The Republican-controlled House of Representatives and the Democratic-led Senate have to pass bipartisan legislation on funding next year's budget before the September 30 deadline to avoid a government shutdown.
However, Republicans in the House have mounting differences on spending, policy and impeachment, which have persisted for months and slowed the Senate's path forward on approving the spending bill.
A deal to temporarily fund the government that House Republicans announced Sunday is already facing pushback from hard-right members of their own party, The Washington Post reported on Monday.
As of Monday morning, at least a dozen Republicans had publicly expressed opposition to the continuing resolution negotiated by members of two GOP factions over the weekend.
The proposed legislation would keep the government running until October 31 and trigger a 1 percent cut to current fiscal levels, according to the report.
The 1 percent cut is an average for the federal budget. The Defense Department and the Department of Veterans Affairs would not receive any cuts, while other government agencies would have their budgets slashed by 8 percent until the end of October.
Some Republican hardliners criticized the short-term funding bill as "a continuation of (former House Speaker) Nancy Pelosi's budget and (US President) Joe Biden's policies."
On Monday, McCarthy hinted that the House would remain in session through the coming weekend, a signal that Republican leaders will need more time to build support for a government funding bill.
With GOP's four-vote margin in the House, which could be even smaller in the coming days due to medical-related absences, challenges the House speaker faces are tough.
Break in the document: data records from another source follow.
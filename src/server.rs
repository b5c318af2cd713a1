//! Line-oriented TCP admission server.
//!
//! Every line a client sends is one work item, keyed by the client's IP
//! address. Admitted items are forwarded (echoed back as `OK <line>`);
//! rejected items are answered with `ERR rate limit exceeded` and dropped.
//! A line longer than [`MAX_LINE_LEN`] closes the connection.

use std::future::Future;
use std::net::SocketAddr;
use std::sync::Arc;

use tokio::io::{AsyncBufRead, AsyncBufReadExt, AsyncReadExt, AsyncWriteExt, BufReader};
use tokio::net::{TcpListener, TcpStream};
use tracing::{debug, error, info, info_span, warn, Instrument};
use uuid::Uuid;

use crate::error::Result;
use crate::ratelimit::Limiter;

/// Reply sent for a work item that was rejected.
pub const RATE_LIMITED_REPLY: &str = "ERR rate limit exceeded";
/// Reply sent when the limiter could not reach its store.
pub const UNAVAILABLE_REPLY: &str = "ERR service unavailable";
/// Reply sent before closing a connection whose line is too long.
pub const LINE_TOO_LONG_REPLY: &str = "ERR line too long";

/// Longest accepted line in bytes, not counting the line terminator.
pub const MAX_LINE_LEN: usize = 8 * 1024;

/// What happens to one work item.
#[derive(Debug, Clone, Copy, PartialEq, Eq)]
pub enum Verdict {
    /// Pass the item downstream
    Forward,
    /// Drop the item, the key is over its limit
    Reject,
    /// Drop the item, the limiter failed
    Unavailable,
}

/// Ask the limiter about one work item.
///
/// `allow` may block on its store, so it runs on the blocking pool.
pub async fn admit(limiter: &Arc<dyn Limiter>, key: &str) -> Verdict {
    let limiter = Arc::clone(limiter);
    let owned_key = key.to_string();

    match tokio::task::spawn_blocking(move || limiter.allow(&owned_key)).await {
        Ok(Ok(true)) => Verdict::Forward,
        Ok(Ok(false)) => Verdict::Reject,
        Ok(Err(e)) => {
            error!(key = %key, error = %e, "Limiter failed");
            Verdict::Unavailable
        }
        Err(e) => {
            error!(key = %key, error = %e, "Limiter task panicked");
            Verdict::Unavailable
        }
    }
}

/// TCP server that gates every received line through a limiter.
pub struct AdmissionServer {
    listener: TcpListener,
    limiter: Arc<dyn Limiter>,
}

impl AdmissionServer {
    /// Bind the listening socket.
    pub async fn bind(addr: SocketAddr, limiter: Arc<dyn Limiter>) -> Result<Self> {
        let listener = TcpListener::bind(addr).await?;
        Ok(Self { listener, limiter })
    }

    /// The bound address, useful after binding port 0.
    pub fn local_addr(&self) -> Result<SocketAddr> {
        Ok(self.listener.local_addr()?)
    }

    /// Accept connections until `signal` resolves.
    ///
    /// Connections already accepted keep running on their own tasks.
    pub async fn serve_with_shutdown<F>(self, signal: F) -> Result<()>
    where
        F: Future<Output = ()> + Send,
    {
        info!(addr = %self.local_addr()?, "Starting admission server");
        tokio::pin!(signal);

        loop {
            tokio::select! {
                _ = &mut signal => {
                    info!("Admission server shutting down");
                    return Ok(());
                }
                accepted = self.listener.accept() => {
                    match accepted {
                        Ok((stream, peer)) => {
                            let limiter = Arc::clone(&self.limiter);
                            let span = info_span!("connection", id = %Uuid::new_v4(), peer = %peer);
                            tokio::spawn(
                                async move {
                                    if let Err(e) = handle_connection(stream, peer, limiter).await {
                                        warn!(error = %e, "Connection closed with error");
                                    }
                                }
                                .instrument(span),
                            );
                        }
                        Err(e) => {
                            warn!(error = %e, "Failed to accept connection");
                        }
                    }
                }
            }
        }
    }
}

/// One read from a client connection.
#[derive(Debug, PartialEq, Eq)]
enum Line {
    Item(String),
    TooLong,
    Closed,
}

/// Read the next line, buffering at most `MAX_LINE_LEN` bytes plus the newline.
async fn read_line<R>(reader: &mut R, buf: &mut Vec<u8>) -> Result<Line>
where
    R: AsyncBufRead + Unpin,
{
    buf.clear();
    let limit = MAX_LINE_LEN as u64 + 1;
    if (&mut *reader).take(limit).read_until(b'\n', buf).await? == 0 {
        return Ok(Line::Closed);
    }

    if buf.last() == Some(&b'\n') {
        buf.pop();
        if buf.last() == Some(&b'\r') {
            buf.pop();
        }
    } else if buf.len() > MAX_LINE_LEN {
        return Ok(Line::TooLong);
    }

    Ok(Line::Item(String::from_utf8_lossy(buf).into_owned()))
}

async fn handle_connection(
    stream: TcpStream,
    peer: SocketAddr,
    limiter: Arc<dyn Limiter>,
) -> Result<()> {
    debug!("Accepted connection");

    let key = peer.ip().to_string();
    let (reader, mut writer) = stream.into_split();
    let mut reader = BufReader::new(reader);
    let mut buf = Vec::new();

    loop {
        let line = match read_line(&mut reader, &mut buf).await? {
            Line::Item(line) => line,
            Line::TooLong => {
                warn!(limit = MAX_LINE_LEN, "Line too long, closing connection");
                writer.write_all(LINE_TOO_LONG_REPLY.as_bytes()).await?;
                writer.write_all(b"\n").await?;
                return Ok(());
            }
            Line::Closed => break,
        };

        let reply = match admit(&limiter, &key).await {
            Verdict::Forward => format!("OK {}", line),
            Verdict::Reject => RATE_LIMITED_REPLY.to_string(),
            Verdict::Unavailable => UNAVAILABLE_REPLY.to_string(),
        };

        writer.write_all(reply.as_bytes()).await?;
        writer.write_all(b"\n").await?;
    }

    debug!("Connection closed by peer");
    Ok(())
}
//! Fixed window rate limiting.
//!
//! Time is cut into windows aligned to the Unix epoch, so every key sees the
//! same window boundaries. Each window carries its own quota.

use std::time::Duration;

use chrono::{DateTime, Utc};
use tracing::{debug, trace};

use super::{or_default, Limiter};
use crate::clock::{Clock, SystemClock};
use crate::config::LimiterConfig;
use crate::error::{Result, TurnstileError};
use crate::registry::Registry;
use crate::store::{MemoryStore, Store};

/// Registry name of this algorithm.
pub const NAME: &str = "fixed_window";

const DEFAULT_WINDOW_DURATION: Duration = Duration::from_secs(1);
const DEFAULT_WINDOW_SIZE: u32 = 1;
const DEFAULT_WINDOW_TOKENS: u64 = 5;

/// Configuration for a fixed window limiter. Zero fields take their defaults.
#[derive(Debug, Clone, Copy, PartialEq, Eq, Default)]
pub struct FixedWindowConfig {
    /// Base window length (default 1 second)
    pub window_duration: Duration,
    /// Multiplier applied to `window_duration` (default 1)
    pub window_size: u32,
    /// Quota per window (default 5)
    pub window_tokens: u64,
}

impl FixedWindowConfig {
    /// Extract the configuration from loosely typed parameters.
    pub fn from_params(params: &LimiterConfig) -> Result<Self> {
        let window_size = match params.unsigned("window_size")? {
            Some(size) => u32::try_from(size).map_err(|_| {
                TurnstileError::Config(format!("window_size is too large: {}", size))
            })?,
            None => 0,
        };

        Ok(Self {
            window_duration: params.duration("window_duration")?.unwrap_or_default(),
            window_size,
            window_tokens: params.unsigned("window_tokens")?.unwrap_or_default(),
        })
    }
}

/// Per-key fixed window state.
#[derive(Debug, Clone, PartialEq, Eq)]
pub struct FixedWindowState {
    /// Index of the window this record belongs to; never moves backwards.
    pub current_window: i64,
    /// Quota left in `current_window`.
    pub window_tokens: u64,
    pub capacity: u64,
}

impl FixedWindowState {
    fn new(current_window: i64, capacity: u64) -> Self {
        Self {
            current_window,
            window_tokens: capacity,
            capacity,
        }
    }

    fn admit(&mut self, window: i64) -> bool {
        if window > self.current_window {
            // Rolled over: fresh quota, minus this admission
            self.current_window = window;
            self.window_tokens = self.capacity.saturating_sub(1);
            return true;
        }

        if self.window_tokens > 0 {
            self.window_tokens -= 1;
            true
        } else {
            false
        }
    }
}

/// A fixed window limiter.
pub struct FixedWindowLimiter<S = MemoryStore<FixedWindowState>, C = SystemClock> {
    store: S,
    clock: C,
    /// Effective window length in milliseconds, always positive.
    window_millis: i64,
    window_tokens: u64,
}

impl FixedWindowLimiter {
    /// Create a limiter backed by an in-memory store and the system clock.
    pub fn new(config: FixedWindowConfig) -> Result<Self> {
        Self::with_store(MemoryStore::new(), SystemClock, config)
    }
}

impl<S, C> FixedWindowLimiter<S, C>
where
    S: Store<FixedWindowState>,
    C: Clock,
{
    /// Create a limiter over an explicit store and clock.
    pub fn with_store(store: S, clock: C, config: FixedWindowConfig) -> Result<Self> {
        let window_duration =
            or_default("window_duration", config.window_duration, DEFAULT_WINDOW_DURATION);
        let window_size = or_default("window_size", config.window_size, DEFAULT_WINDOW_SIZE);
        let window_tokens =
            or_default("window_tokens", config.window_tokens, DEFAULT_WINDOW_TOKENS);

        let window = window_duration
            .checked_mul(window_size)
            .ok_or_else(|| TurnstileError::Config("window is too long".to_string()))?;
        let window_millis = i64::try_from(window.as_millis())
            .map_err(|_| TurnstileError::Config("window is too long".to_string()))?;
        if window_millis == 0 {
            return Err(TurnstileError::Config(format!(
                "window must be at least 1ms, got {:?}",
                window
            )));
        }

        Ok(Self {
            store,
            clock,
            window_millis,
            window_tokens,
        })
    }

    /// The backing store.
    pub fn store(&self) -> &S {
        &self.store
    }

    /// Effective window length.
    pub fn window(&self) -> Duration {
        Duration::from_millis(self.window_millis as u64)
    }

    /// Effective quota per window.
    pub fn window_tokens(&self) -> u64 {
        self.window_tokens
    }

    /// Index of the epoch-aligned window containing `at`.
    pub fn window_index(&self, at: DateTime<Utc>) -> i64 {
        at.timestamp_millis().div_euclid(self.window_millis)
    }
}

impl<S, C> Limiter for FixedWindowLimiter<S, C>
where
    S: Store<FixedWindowState>,
    C: Clock,
{
    fn allow(&self, key: &str) -> Result<bool> {
        let window = self.window_index(self.clock.now());

        let admitted = self.store.update(
            key,
            || {
                debug!(key = %key, window, "Creating fixed window");
                FixedWindowState::new(window, self.window_tokens)
            },
            |state| {
                let admitted = state.admit(window);
                trace!(
                    key = %key,
                    window,
                    remaining = state.window_tokens,
                    admitted,
                    "Fixed window checked"
                );
                admitted
            },
        )?;

        if !admitted {
            debug!(key = %key, window, "Rate limit exceeded");
        }
        Ok(admitted)
    }
}

/// Register the fixed window factory.
pub fn register(registry: &Registry) -> Result<()> {
    registry.register(NAME, |params: &LimiterConfig| {
        let config = FixedWindowConfig::from_params(params)?;
        Ok(Box::new(FixedWindowLimiter::new(config)?) as Box<dyn Limiter>)
    })
}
McCarthy cannot afford to lose much support from his party to get the necessary 218 Republican votes to pass the bill that Democrats unite in opposing, according to political observers.
House Democratic leader Hakeem Jeffries warned on Sunday that the situation amounts to a Republican "civil war."
But like the defense bill, which the White House has already threatened to veto, the short-term stopgap spending bill is unlikely to succeed with Democrats and become law, according to a Reuters report.